RNA world hypothesis
The RNA world hypothesis posits that early life relied on RNA to store genetic information and perform catalysis. The discovery of ribozymes provided key molecular evidence for this scenario. Laboratory evolution has produced self-replicating ribozymes and RNA polymerase ribozymes, aiming to recreate primitive genetic systems. Geochemical questions remain, such as spontaneous ribonucleotide synthesis and co-encapsulation with lipid membranes. The RNA world concept feeds into the later division of labor where DNA became the main information storage and proteins the versatile catalysts.
phosphodiester bond
The phosphodiester bond links the 3′ and 5′ carbons of the nucleic-acid backbone in DNA and RNA. Many ribozyme reactions catalyze cleavage or transfer of this bond. Cleavage often proceeds through a 2′,3′-cyclic phosphate intermediate or a pentacoordinate phosphorous transition state, with metal ions neutralizing charge and accelerating the reaction. The bond’s chemical stability is essential for preserving genetic information, yet reversible cleavage underlies RNA processing and DNA repair. In vitro the bond can be manipulated by nucleases or chemical reagents, forming the foundation of molecular biology techniques.

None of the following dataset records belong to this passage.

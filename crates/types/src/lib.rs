//! # statboard-types
//!
//! Core player statistics types for the Statboard leaderboard service.
//!
//! - **Stats**: `StatGroup`, `Counter`, `CounterMap`, `StatsDocument`
//! - **Players**: `PlayerRecord`, `Advancement`, `AdvancementInput`
//! - **Requests**: `LeaderboardRequest`, `UpdatePlayerRequest`, `ServerIdentifier`
//!
//! All types are serializable with Serde and use the camelCase wire names game
//! servers send.
//!
//! ## Examples
//!
//! ```rust
//! use statboard_types::stats::{StatGroup, StatsDocument};
//!
//! let stats: StatsDocument = serde_json::from_str(r#"{"mined": {"minecraft:stone": 10}}"#)?;
//! assert_eq!(stats.group(StatGroup::Mined).sum_where(|_| true), 10);
//! assert!(stats.group(StatGroup::Used).is_empty());
//! # Ok::<(), serde_json::Error>(())
//! ```

pub mod player;
pub mod request;
pub mod stats;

divalent metal ion catalysis
Divalent metal ion catalysis involves Mg2+ or Mn2+ neutralizing the negative phosphate backbone and stabilizing the transition state to accelerate reactions. Many ribozymes and the ribosome employ this strategy, sometimes using metal-bound water as the nucleophile. Ion positioning is crucial for RNA folding, and coordination geometry or ion selectivity strongly affects activity. Conservation of metal-binding motifs aids functional prediction and evolutionary analysis. Metal-dependent ribozymes are also being explored as ion sensors and catalysts for environmental remediation.
Tetrahymena thermophila
Tetrahymena thermophila is a ciliated unicellular eukaryote famous for discoveries such as nuclear dimorphism and telomerase activity. The rRNA gene intron studied by Cech resides in the macronuclear DNA of this organism and self-splices under mild conditions. Enzymes from Tetrahymena are often thermotolerant, making them suitable for ribozyme assays. Genome sequencing has enabled analyses of intron distribution and mobile-element dynamics, supporting epigenetic studies. The organism is also used in education as an accessible model for introductory molecular genetics.
Group I intron
Group I introns are self-splicing introns distributed throughout chloroplast, mitochondrial, and nuclear genomes. The reaction proceeds through a two-step transfer that uses an external guanosine nucleophile; an internal guide sequence and paired helices form the active site. The tertiary fold is stabilized by interactions between the P4/P6 and P3/P9 domains, with junction J8/7 as a landmark. Some Group I introns mobilize after excision via embedded homing endonuclease genes, affecting gene mobility. Evolutionarily, they are regarded as important agents in the origin of intron-exon architecture and genome innovation.